Pero esto no es lo peor: agobiado por el remordimiento de su debilidad, a lo largo de muchas cuartillas justifica su felonía con argumentos alambicados que van desde el precio bajo del aparatejo (¡hágame el refabrón cavor!) hasta su capacidad para almacenar tres mil libros… que sin duda podrá leer simultáneamente, je. He colocado veladoras para que desde el monte sagrado de los libros se lance un rayo que funda la batería de la Kindle de Martín Caparrós antes de que su traición se convierta en mal ejemplo y cunda entre una juventud de por sí ayuna de valores. A ver dónde lee entonces.
Se publicó tiempo ha que el venerable Museo del Orsay iría a los tribunales para demandar a una empresa de lencería. Esto no es un happening para airear el mohoso ambiente del repositorio y atraer a los jóvenes que ni por equivocación ponen pie en esos templos, no. La historia es que un ramillete de frescas, guapérrimas, correteables (y alcanzables) chicas llegó a la galería. Las zagalas se quitaron los abrigos, quedaron adornadas con minúsculas prendas íntimas y danzaron entre los provectos visitantes que según testimonios en youtube para nada se escandalizaron. Era un ardid publicitario. Pero los severos patronos de la institución, cual personajes de Intolerancia (1916, dirigida por David Wark Griffith), desempolvaron los cilicios, aceitaron el potro, alinearon la dama de hierro y se lanzaron a la caza de las inmorales que mancharon el recinto. No me quedó claro si además de cárcel y multa para las pecadoras y sus patrocinadores, la directiva del Orsay organizaría un Tedeum y procesiones de desagravio.

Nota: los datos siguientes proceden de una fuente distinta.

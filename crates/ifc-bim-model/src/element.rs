// This Source Code Form is subject to the terms of the Mozilla Public
// License, v. 2.0. If a copy of the MPL was not distributed with this
// file, You can obtain one at https://mozilla.org/MPL/2.0/.

//! Building elements
//!
//! The in-memory building model exchanged with the codec. World coordinates
//! are Z-up, in metres. Plan points (`Point2`) are world X/Y; element
//! placement heights are relative to the element's storey elevation.

use crate::{MeshData, PropertySet};
use serde::{Deserialize, Serialize};
use std::fmt;
use uuid::Uuid;

/// A point in plan
#[derive(Clone, Copy, Debug, Default, PartialEq, Serialize, Deserialize)]
pub struct Point2 {
    pub x: f64,
    pub y: f64,
}

impl Point2 {
    pub const fn new(x: f64, y: f64) -> Self {
        Self { x, y }
    }

    /// Euclidean distance to another point
    pub fn distance(&self, other: &Point2) -> f64 {
        (other.x - self.x).hypot(other.y - self.y)
    }
}

/// A point or vector in 3D
#[derive(Clone, Copy, Debug, Default, PartialEq, Serialize, Deserialize)]
pub struct Point3 {
    pub x: f64,
    pub y: f64,
    pub z: f64,
}

impl Point3 {
    pub const fn new(x: f64, y: f64, z: f64) -> Self {
        Self { x, y, z }
    }

    /// Drop the height
    pub fn plan(&self) -> Point2 {
        Point2::new(self.x, self.y)
    }
}

/// Rotation quaternion
#[derive(Clone, Copy, Debug, PartialEq, Serialize, Deserialize)]
pub struct Quaternion {
    pub x: f64,
    pub y: f64,
    pub z: f64,
    pub w: f64,
}

impl Default for Quaternion {
    fn default() -> Self {
        Self::IDENTITY
    }
}

impl Quaternion {
    pub const IDENTITY: Quaternion = Quaternion {
        x: 0.0,
        y: 0.0,
        z: 0.0,
        w: 1.0,
    };

    /// Rotation about +Z by `angle` radians
    pub fn from_yaw(angle: f64) -> Self {
        let half = angle * 0.5;
        Self {
            x: 0.0,
            y: 0.0,
            z: half.sin(),
            w: half.cos(),
        }
    }

    /// Rotation about +Z: `atan2(2(wz + xy), 1 - 2(y² + z²))`
    pub fn yaw(&self) -> f64 {
        let siny = 2.0 * (self.w * self.z + self.x * self.y);
        let cosy = 1.0 - 2.0 * (self.y * self.y + self.z * self.z);
        siny.atan2(cosy)
    }
}

/// Position and orientation of an element
#[derive(Clone, Copy, Debug, Default, PartialEq, Serialize, Deserialize)]
pub struct Placement {
    /// X/Y in world plan, Z relative to the storey elevation
    pub position: Point3,
    pub rotation: Quaternion,
}

impl Placement {
    pub fn new(position: Point3, rotation: Quaternion) -> Self {
        Self { position, rotation }
    }
}

/// Axis-aligned box
#[derive(Clone, Copy, Debug, PartialEq, Serialize, Deserialize)]
pub struct Bounds3 {
    pub min: Point3,
    pub max: Point3,
}

impl Bounds3 {
    /// Extents along X, Y and Z
    pub fn size(&self) -> Point3 {
        Point3::new(
            self.max.x - self.min.x,
            self.max.y - self.min.y,
            self.max.z - self.min.z,
        )
    }

    pub fn center(&self) -> Point3 {
        Point3::new(
            (self.min.x + self.max.x) * 0.5,
            (self.min.y + self.max.y) * 0.5,
            (self.min.z + self.max.z) * 0.5,
        )
    }
}

/// What is known about an element's shape besides its parameters
#[derive(Clone, Debug, Default, PartialEq, Serialize, Deserialize)]
pub struct GeometrySummary {
    /// Triangle mesh in element-local, Y-up coordinates (renderer convention)
    pub mesh: Option<MeshData>,
    /// World bounding box, Z-up
    pub bounds: Option<Bounds3>,
}

/// Element kind, without payload
#[derive(Clone, Copy, Debug, PartialEq, Eq, Hash, PartialOrd, Ord, Serialize, Deserialize)]
#[serde(rename_all = "lowercase")]
pub enum ElementType {
    Wall,
    Door,
    Window,
    Slab,
    Column,
    Counter,
    Furniture,
    Space,
    Stair,
}

impl ElementType {
    pub const ALL: [ElementType; 9] = [
        ElementType::Wall,
        ElementType::Door,
        ElementType::Window,
        ElementType::Slab,
        ElementType::Column,
        ElementType::Counter,
        ElementType::Furniture,
        ElementType::Space,
        ElementType::Stair,
    ];

    /// Lower-case name used in messages
    pub fn name(&self) -> &'static str {
        match self {
            ElementType::Wall => "wall",
            ElementType::Door => "door",
            ElementType::Window => "window",
            ElementType::Slab => "slab",
            ElementType::Column => "column",
            ElementType::Counter => "counter",
            ElementType::Furniture => "furniture",
            ElementType::Space => "space",
            ElementType::Stair => "stair",
        }
    }
}

impl fmt::Display for ElementType {
    fn fmt(&self, f: &mut fmt::Formatter<'_>) -> fmt::Result {
        f.write_str(self.name())
    }
}

/// Door or window
#[derive(Clone, Copy, Debug, PartialEq, Eq, Hash, Serialize, Deserialize)]
#[serde(rename_all = "lowercase")]
pub enum OpeningKind {
    Door,
    Window,
}

/// A void in a wall, filled by a door or window
#[derive(Clone, Debug, PartialEq, Serialize, Deserialize)]
pub struct Opening {
    pub id: Uuid,
    pub kind: OpeningKind,
    /// The door or window filling this opening
    pub element_id: Uuid,
    /// Fraction along the wall axis, in [0, 1]
    pub position_on_wall: f64,
    pub width: f64,
    pub height: f64,
    pub sill_height: f64,
}

#[derive(Clone, Debug, PartialEq, Serialize, Deserialize)]
pub struct WallData {
    pub start: Point2,
    pub end: Point2,
    pub thickness: f64,
    pub height: f64,
    /// Openings hosted by this wall only
    #[serde(default)]
    pub openings: Vec<Opening>,
}

impl WallData {
    pub fn length(&self) -> f64 {
        self.start.distance(&self.end)
    }

    /// Run direction, radians from +X
    pub fn angle(&self) -> f64 {
        (self.end.y - self.start.y).atan2(self.end.x - self.start.x)
    }

    /// Point at fraction `t` along the wall axis
    pub fn point_on_wall(&self, t: f64) -> Point2 {
        Point2::new(
            self.start.x + (self.end.x - self.start.x) * t,
            self.start.y + (self.end.y - self.start.y) * t,
        )
    }
}

/// Payload shared by doors and windows
#[derive(Clone, Debug, PartialEq, Serialize, Deserialize)]
pub struct OpeningFillData {
    pub host_wall_id: Option<Uuid>,
    pub position_on_wall: f64,
    pub width: f64,
    pub height: f64,
    #[serde(default)]
    pub sill_height: f64,
}

#[derive(Clone, Copy, Debug, Default, PartialEq, Eq, Serialize, Deserialize)]
#[serde(rename_all = "lowercase")]
pub enum SlabType {
    #[default]
    Floor,
    Ceiling,
}

#[derive(Clone, Debug, PartialEq, Serialize, Deserialize)]
pub struct SlabData {
    pub outline: Vec<Point2>,
    pub thickness: f64,
    #[serde(default)]
    pub slab_type: SlabType,
    #[serde(default)]
    pub elevation_offset: f64,
}

#[derive(Clone, Copy, Debug, Default, PartialEq, Eq, Serialize, Deserialize)]
#[serde(rename_all = "lowercase")]
pub enum ColumnProfile {
    #[default]
    Rectangular,
    Circular,
}

#[derive(Clone, Debug, PartialEq, Serialize, Deserialize)]
pub struct ColumnData {
    #[serde(default)]
    pub profile: ColumnProfile,
    /// Diameter for circular columns
    pub width: f64,
    pub depth: f64,
    pub height: f64,
}

/// Counter run: a polyline front edge with depth going to the left of travel
#[derive(Clone, Debug, PartialEq, Serialize, Deserialize)]
pub struct CounterData {
    pub path: Vec<Point2>,
    pub depth: f64,
    pub height: f64,
    pub top_thickness: f64,
    #[serde(default)]
    pub overhang: f64,
    #[serde(default)]
    pub kick_height: f64,
    #[serde(default)]
    pub kick_recess: f64,
    #[serde(default)]
    pub has_footrest: bool,
    #[serde(default)]
    pub footrest_height: f64,
}

#[derive(Clone, Debug, PartialEq, Serialize, Deserialize)]
pub struct FurnitureData {
    pub width: f64,
    pub depth: f64,
    pub height: f64,
}

#[derive(Clone, Copy, Debug, Default, PartialEq, Eq, Serialize, Deserialize)]
#[serde(rename_all = "UPPERCASE")]
pub enum SpaceType {
    #[default]
    Internal,
    External,
}

#[derive(Clone, Debug, PartialEq, Serialize, Deserialize)]
pub struct SpaceData {
    pub boundary: Vec<Point2>,
    pub height: f64,
    #[serde(default)]
    pub space_type: SpaceType,
    #[serde(default)]
    pub long_name: Option<String>,
    #[serde(default)]
    pub net_floor_area: Option<f64>,
}

#[derive(Clone, Debug, PartialEq, Serialize, Deserialize)]
pub struct StairData {
    pub width: f64,
    pub total_rise: f64,
    pub riser_count: u32,
    pub tread_depth: f64,
}

impl StairData {
    pub fn riser_height(&self) -> f64 {
        if self.riser_count == 0 {
            0.0
        } else {
            self.total_rise / self.riser_count as f64
        }
    }

    /// Horizontal run of the flight, without the landing
    pub fn run_length(&self) -> f64 {
        self.tread_depth * self.riser_count.saturating_sub(1) as f64
    }
}

/// Type-specific payload; exactly one variant per element
#[derive(Clone, Debug, PartialEq, Serialize, Deserialize)]
#[serde(tag = "type", content = "data", rename_all = "lowercase")]
pub enum ElementData {
    Wall(WallData),
    Door(OpeningFillData),
    Window(OpeningFillData),
    Slab(SlabData),
    Column(ColumnData),
    Counter(CounterData),
    Furniture(FurnitureData),
    Space(SpaceData),
    Stair(StairData),
}

impl ElementData {
    pub fn element_type(&self) -> ElementType {
        match self {
            ElementData::Wall(_) => ElementType::Wall,
            ElementData::Door(_) => ElementType::Door,
            ElementData::Window(_) => ElementType::Window,
            ElementData::Slab(_) => ElementType::Slab,
            ElementData::Column(_) => ElementType::Column,
            ElementData::Counter(_) => ElementType::Counter,
            ElementData::Furniture(_) => ElementType::Furniture,
            ElementData::Space(_) => ElementType::Space,
            ElementData::Stair(_) => ElementType::Stair,
        }
    }
}

/// One element of the building model
#[derive(Clone, Debug, PartialEq, Serialize, Deserialize)]
pub struct BimElement {
    pub id: Uuid,
    pub name: String,
    #[serde(default)]
    pub geometry: GeometrySummary,
    #[serde(default)]
    pub placement: Placement,
    #[serde(default)]
    pub property_sets: Vec<PropertySet>,
    pub parent_storey_id: Option<Uuid>,
    pub data: ElementData,
}

impl BimElement {
    /// New element with a random id and default placement
    pub fn new(name: impl Into<String>, data: ElementData) -> Self {
        Self {
            id: Uuid::new_v4(),
            name: name.into(),
            geometry: GeometrySummary::default(),
            placement: Placement::default(),
            property_sets: Vec::new(),
            parent_storey_id: None,
            data,
        }
    }

    pub fn with_storey(mut self, storey_id: Uuid) -> Self {
        self.parent_storey_id = Some(storey_id);
        self
    }

    pub fn with_placement(mut self, placement: Placement) -> Self {
        self.placement = placement;
        self
    }

    pub fn with_property_set(mut self, pset: PropertySet) -> Self {
        self.property_sets.push(pset);
        self
    }

    pub fn element_type(&self) -> ElementType {
        self.data.element_type()
    }
}

#[cfg(test)]
mod tests {
    use super::*;
    use approx::assert_abs_diff_eq;
    use std::f64::consts::FRAC_PI_2;

    #[test]
    fn test_yaw_round_trip() {
        for angle in [0.0, 0.3, FRAC_PI_2, -2.0] {
            assert_abs_diff_eq!(Quaternion::from_yaw(angle).yaw(), angle, epsilon = 1e-12);
        }
        assert_abs_diff_eq!(Quaternion::IDENTITY.yaw(), 0.0);
    }

    #[test]
    fn test_wall_geometry_helpers() {
        let wall = WallData {
            start: Point2::new(1.0, 1.0),
            end: Point2::new(1.0, 5.0),
            thickness: 0.2,
            height: 3.0,
            openings: Vec::new(),
        };
        assert_abs_diff_eq!(wall.length(), 4.0);
        assert_abs_diff_eq!(wall.angle(), FRAC_PI_2);
        assert_eq!(wall.point_on_wall(0.25), Point2::new(1.0, 2.0));
    }

    #[test]
    fn test_element_type_follows_payload() {
        let element = BimElement::new(
            "Table",
            ElementData::Furniture(FurnitureData {
                width: 1.0,
                depth: 0.6,
                height: 0.75,
            }),
        );
        assert_eq!(element.element_type(), ElementType::Furniture);
    }

    #[test]
    fn test_element_serializes_with_type_tag() {
        let element = BimElement::new(
            "Stair",
            ElementData::Stair(StairData {
                width: 1.0,
                total_rise: 2.8,
                riser_count: 16,
                tread_depth: 0.28,
            }),
        );
        let json = serde_json::to_value(&element).unwrap();
        assert_eq!(json["data"]["type"], "stair");
        let back: BimElement = serde_json::from_value(json).unwrap();
        assert_eq!(back, element);
    }
}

No estuve de acuerdo con Silva Herzog cuando denostó a los camaradas del PT que anduvieron por los rincones lloriqueando con vestiduras rasgadas, crujir de huesos y ceniza en el pelo por el óbito de Kim Jong Il, heredero del llorado Kim Il Sung. Chucho es demasiado joven para comprender el dolor que asaetea el alma de los viejos cuando sienten que la historia se les escapa entre los dedos nudosos. Más respeto al amado líder, el padre que durante felices décadas iluminó a las masas con su “revolución continuada”, el mismo que en el palacio de Pyongyang bendecía a delegaciones de intelectuales y periodistas mexicanos que peregrinaron para dar fe de la nueva luz.
La ruta D.F.-Habana-Praga-Harare-Pekín-Pyongyang fue más célebre que el Camino de Santiago. En el frescor del Nivel, del Negresco, de La Castellana y de otros santuarios de salud y sabiduría, escuché de queridos amigos míos, hoy enviados especiales al más allá, aventuras en aquel trayecto que dejaban chiquito a Ulises y hacían de Miguel Strogoff un mandadero. Así que más tolerancia a las nostalgias revolucionarias, señores analistas.

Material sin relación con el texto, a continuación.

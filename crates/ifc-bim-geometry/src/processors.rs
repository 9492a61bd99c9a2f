// This Source Code Form is subject to the terms of the Mozilla Public
// License, v. 2.0. If a copy of the MPL was not distributed with this
// file, You can obtain one at https://mozilla.org/MPL/2.0/.

//! Geometry Processors - one per representation item type
//!
//! Each processor turns one item into a mesh in the item's own coordinate
//! frame; the router applies placements and scaling afterwards.

use crate::extraction::read_swept_solid;
use crate::extrusion::{direction_shear, extrude_profile};
use crate::placement::read_point;
use crate::router::GeometryProcessor;
use crate::triangulation::{triangulate_polygon, PlaneBasis};
use crate::{Error, Mesh, Point3, Result};
use ifc_bim_model::{AttributeValue, DecodedEntity, EntityId, EntityResolver, IfcType};
use nalgebra::{Matrix4, Vector3};

/// ExtrudedAreaSolid processor
///
/// Handles IfcExtrudedAreaSolid with rectangle, circle and arbitrary closed
/// profiles.
#[derive(Debug, Default)]
pub struct ExtrudedAreaSolidProcessor;

impl ExtrudedAreaSolidProcessor {
    pub fn new() -> Self {
        Self
    }
}

impl GeometryProcessor for ExtrudedAreaSolidProcessor {
    fn process(&self, entity: &DecodedEntity, resolver: &dyn EntityResolver) -> Result<Mesh> {
        let solid = read_swept_solid(resolver, entity)?;
        let profile = solid.profile.to_profile();

        let d = solid.direction;
        let extrusion = if d.x.abs() < 1e-3 && d.y.abs() < 1e-3 {
            // Along Z; a downward extrusion starts depth below the position
            (d.z < 0.0).then(|| Matrix4::new_translation(&Vector3::new(0.0, 0.0, -solid.depth)))
        } else {
            direction_shear(&d)
        };

        let mut mesh = extrude_profile(&profile, solid.depth, extrusion)?;
        mesh.transform(&solid.position);
        Ok(mesh)
    }

    fn supported_types(&self) -> Vec<IfcType> {
        vec![IfcType::IfcExtrudedAreaSolid]
    }
}

/// TriangulatedFaceSet processor
///
/// Handles IfcTriangulatedFaceSet, explicit triangle meshes with 1-based
/// indices into an IfcCartesianPointList3D.
#[derive(Debug, Default)]
pub struct TriangulatedFaceSetProcessor;

impl TriangulatedFaceSetProcessor {
    pub fn new() -> Self {
        Self
    }
}

impl GeometryProcessor for TriangulatedFaceSetProcessor {
    fn process(&self, entity: &DecodedEntity, resolver: &dyn EntityResolver) -> Result<Mesh> {
        // Coordinates, Normals, Closed, CoordIndex
        let coord_id = entity
            .get_ref(0)
            .ok_or_else(|| Error::invalid_attribute(0, "Missing Coordinates"))?;
        let coords = resolver
            .get(coord_id)
            .ok_or_else(|| Error::entity_not_found(coord_id))?;
        let coord_list = coords
            .get_list(0)
            .ok_or_else(|| Error::invalid_attribute(0, "Missing CoordList"))?;

        let mut positions = Vec::with_capacity(coord_list.len() * 3);
        for coord in coord_list {
            let point = coord.as_list().unwrap_or_default();
            for axis in 0..3 {
                positions.push(point.get(axis).and_then(|v| v.as_float()).unwrap_or(0.0) as f32);
            }
        }

        let faces = entity
            .get_list(3)
            .ok_or_else(|| Error::invalid_attribute(3, "Missing CoordIndex"))?;

        // 1-based; index 0 and out-of-range triangles are dropped below
        let mut indices = Vec::with_capacity(faces.len() * 3);
        for face in faces {
            let Some(triangle) = face.as_list().filter(|t| t.len() >= 3) else {
                continue;
            };
            let corners: Option<Vec<u32>> = triangle[..3]
                .iter()
                .map(|v| v.as_integer().and_then(|i| u32::try_from(i).ok()?.checked_sub(1)))
                .collect();
            if let Some(corners) = corners {
                indices.extend(corners);
            }
        }

        let mut mesh = Mesh {
            positions,
            normals: Vec::new(),
            indices,
        };
        mesh.retain_valid_triangles();
        Ok(mesh)
    }

    fn supported_types(&self) -> Vec<IfcType> {
        vec![IfcType::IfcTriangulatedFaceSet]
    }
}

/// FacetedBrep processor
///
/// Handles IfcFacetedBrep: a closed shell of planar faces, each bounded by
/// poly loops. Inner bounds become holes.
#[derive(Debug, Default)]
pub struct FacetedBrepProcessor;

impl FacetedBrepProcessor {
    pub fn new() -> Self {
        Self
    }

    /// Points of an IfcPolyLoop, `None` below three
    fn loop_points(
        &self,
        loop_id: EntityId,
        resolver: &dyn EntityResolver,
    ) -> Option<Vec<Point3<f64>>> {
        let poly_loop = resolver.get(loop_id)?;
        let points: Vec<Point3<f64>> = poly_loop
            .get_list(0)?
            .iter()
            .filter_map(|p| p.as_entity_ref())
            .filter_map(|id| read_point(resolver, id))
            .collect();
        (points.len() >= 3).then_some(points)
    }

    /// Outer loop and holes of one IfcFace
    fn face_loops(
        &self,
        face: &DecodedEntity,
        resolver: &dyn EntityResolver,
    ) -> Option<(Vec<Point3<f64>>, Vec<Vec<Point3<f64>>>)> {
        let mut outer: Option<Vec<Point3<f64>>> = None;
        let mut holes = Vec::new();

        for bound in resolver.resolve_ref_list(face.get(0)?) {
            let points = bound.get_ref(0).and_then(|id| self.loop_points(id, resolver));
            let Some(mut points) = points else {
                continue;
            };

            // Orientation .F. reverses the loop
            if bound.get(1).and_then(AttributeValue::as_bool) == Some(false) {
                points.reverse();
            }

            if bound.ifc_type == IfcType::IfcFaceOuterBound || outer.is_none() {
                if let Some(previous) = outer.replace(points) {
                    holes.push(previous);
                }
            } else {
                holes.push(points);
            }
        }

        outer.map(|outer| (outer, holes))
    }

    /// Triangulate one planar face into `mesh`
    fn triangulate_face(&self, outer: &[Point3<f64>], holes: &[Vec<Point3<f64>>], mesh: &mut Mesh) {
        let base = mesh.vertex_count() as u32;
        let push_all = |mesh: &mut Mesh, points: &[Point3<f64>]| {
            for p in points {
                mesh.positions.extend([p.x as f32, p.y as f32, p.z as f32]);
            }
        };

        let fan = |mesh: &mut Mesh| {
            for i in 1..outer.len() as u32 - 1 {
                mesh.add_triangle(base, base + i, base + i + 1);
            }
        };

        if holes.is_empty() && outer.len() <= 4 {
            push_all(mesh, outer);
            fan(mesh);
            return;
        }

        let triangulated = PlaneBasis::of_polygon(outer).and_then(|basis| {
            let holes_2d: Vec<_> = holes.iter().map(|h| basis.project(h)).collect();
            triangulate_polygon(&basis.project(outer), &holes_2d).ok()
        });

        push_all(mesh, outer);
        match triangulated {
            Some(indices) => {
                for hole in holes.iter().filter(|h| h.len() >= 3) {
                    push_all(mesh, hole);
                }
                mesh.indices.extend(indices.iter().map(|&i| base + i as u32));
            }
            None => fan(mesh),
        }
    }
}

impl GeometryProcessor for FacetedBrepProcessor {
    fn process(&self, entity: &DecodedEntity, resolver: &dyn EntityResolver) -> Result<Mesh> {
        // Outer (IfcClosedShell) -> CfsFaces
        let shell_id = entity
            .get_ref(0)
            .ok_or_else(|| Error::invalid_attribute(0, "Missing Outer shell"))?;
        let shell = resolver
            .get(shell_id)
            .ok_or_else(|| Error::entity_not_found(shell_id))?;
        let faces = shell
            .get(0)
            .map(|faces| resolver.resolve_ref_list(faces))
            .ok_or_else(|| Error::invalid_attribute(0, "Missing CfsFaces"))?;

        let mut mesh = Mesh::new();
        for face in faces {
            if let Some((outer, holes)) = self.face_loops(&face, resolver) {
                self.triangulate_face(&outer, &holes, &mut mesh);
            }
        }

        // Face meshes carry no normals
        mesh.normals.clear();
        Ok(mesh)
    }

    fn supported_types(&self) -> Vec<IfcType> {
        vec![IfcType::IfcFacetedBrep]
    }
}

Un video que mostró a cuatro marines orinando sobre cadáveres de supuestos talibanes tuvo con el grito en el cielo a los fariseos del planeta hace unos años. Duraba poco menos de un minuto y se escuchaban las risas de los jóvenes. Uno de ellos dice que “a esos compas les hacía falta una ducha”, mientras se sube el zíper y se aleja satisfecho por el deber cumplido.
En Washington, los funcionarios del gobierno que ordenó la invasión, los legisladores que aprobaron los millones de dólares que costó y los supervisores de Abu Ghraib y Guantánamo, se mesaron los cabellos y se rasgaron las túnicas por el brutal espectáculo. Y quizá desde el santo rescoldo en donde reposan, los prohombres Polk, Roosevelt, Truman, LeMay, Dulles, et al, se hayan escandalizado por el episodio que empañó sus hazañas: guerra contra México y expoliación de su territorio, bomba atómica en Japón, cien mil muertos con bombas de napalm, guerra no declarada en Vietnam, declaratoria de inferioridad racial para todo americano no estadounidense, y un largo etcétera.

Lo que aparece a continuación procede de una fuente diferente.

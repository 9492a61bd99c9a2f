// This Source Code Form is subject to the terms of the Mozilla Public
// License, v. 2.0. If a copy of the MPL was not distributed with this
// file, You can obtain one at https://mozilla.org/MPL/2.0/.

//! Error types for encoding

use ifc_bim_model::EntityId;
use thiserror::Error;

/// Result type alias for encoder operations
pub type Result<T> = std::result::Result<T, ExportError>;

/// Errors that abort an encode
///
/// Element-level problems (degenerate geometry, missing host wall) are not
/// errors; the element is logged and skipped.
#[derive(Error, Debug)]
pub enum ExportError {
    /// Write to an id that was never allocated
    #[error("Entity {0} was written before being allocated")]
    UnallocatedId(EntityId),

    /// Reference to an entity that does not exist yet
    #[error("Entity {entity} references {target}, which has not been written")]
    DanglingReference { entity: EntityId, target: EntityId },

    /// An attribute value that cannot be represented
    #[error("Invalid entity {id}: {message}")]
    Entity { id: EntityId, message: String },

    /// Formatting the output buffer failed
    #[error("Failed to format output: {0}")]
    Format(#[from] std::fmt::Error),
}

impl ExportError {
    /// Create an invalid entity error
    pub fn entity(id: EntityId, msg: impl Into<String>) -> Self {
        ExportError::Entity {
            id,
            message: msg.into(),
        }
    }

    pub fn dangling(entity: EntityId, target: EntityId) -> Self {
        ExportError::DanglingReference { entity, target }
    }
}

#[cfg(test)]
mod tests {
    use super::*;

    #[test]
    fn test_messages_name_both_entities() {
        let err = ExportError::dangling(EntityId(7), EntityId(9));
        assert_eq!(err.to_string(), "Entity #7 references #9, which has not been written");
    }
}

Y todo porque unos muchachos que no terminaron la secundaria en Alabama o Kentucky se condujeron como millones de los wasp que ven en los demás pueblos a seres inferiores dignos de ser meados. ¿Exagero? Creo que no. Seguro estoy que esos chavos se siguen preguntando en Fort Bragg qué fue lo que hicieron mal. Después de todo son herederos de soldados como el coronel John Pickett, quien en 1863 reportó al presidente confederado Jefferson Davis que los mexicanos eran, “[una raza] de mandriles degenerados… ladrones… asesinos… villanos y parias…”, además de proponer la apropiación de los ilimitados recursos agrícolas y minerales de México.
O esta otra joya del presidente con apodo de osito, Teodoro Teddy Roosevelt, a propósito de quienes pedían respeto a los pueblos originarios que eran masacrados: “Es verdaderamente estúpido, inmoral y perverso y puede entorpecer el proceso de una conquista que podría llevar a continentes enteros a convertirse en naciones civilizadas y florecientes, la idea de que esos continentes se deben para las tribus dispersas y salvajes, cuya vida es poco más o menos tan sin sentido, miserable y feroz que la de las bestias con las que conviven”. El padrecito Stalin y el tío Adolfo habrían suscrito sin chistar esta bella homilía. Así que ¿por qué tanto escándalo por la travesura de unos pobres muchachos en uniforme que sólo repetían una conducta aprendida?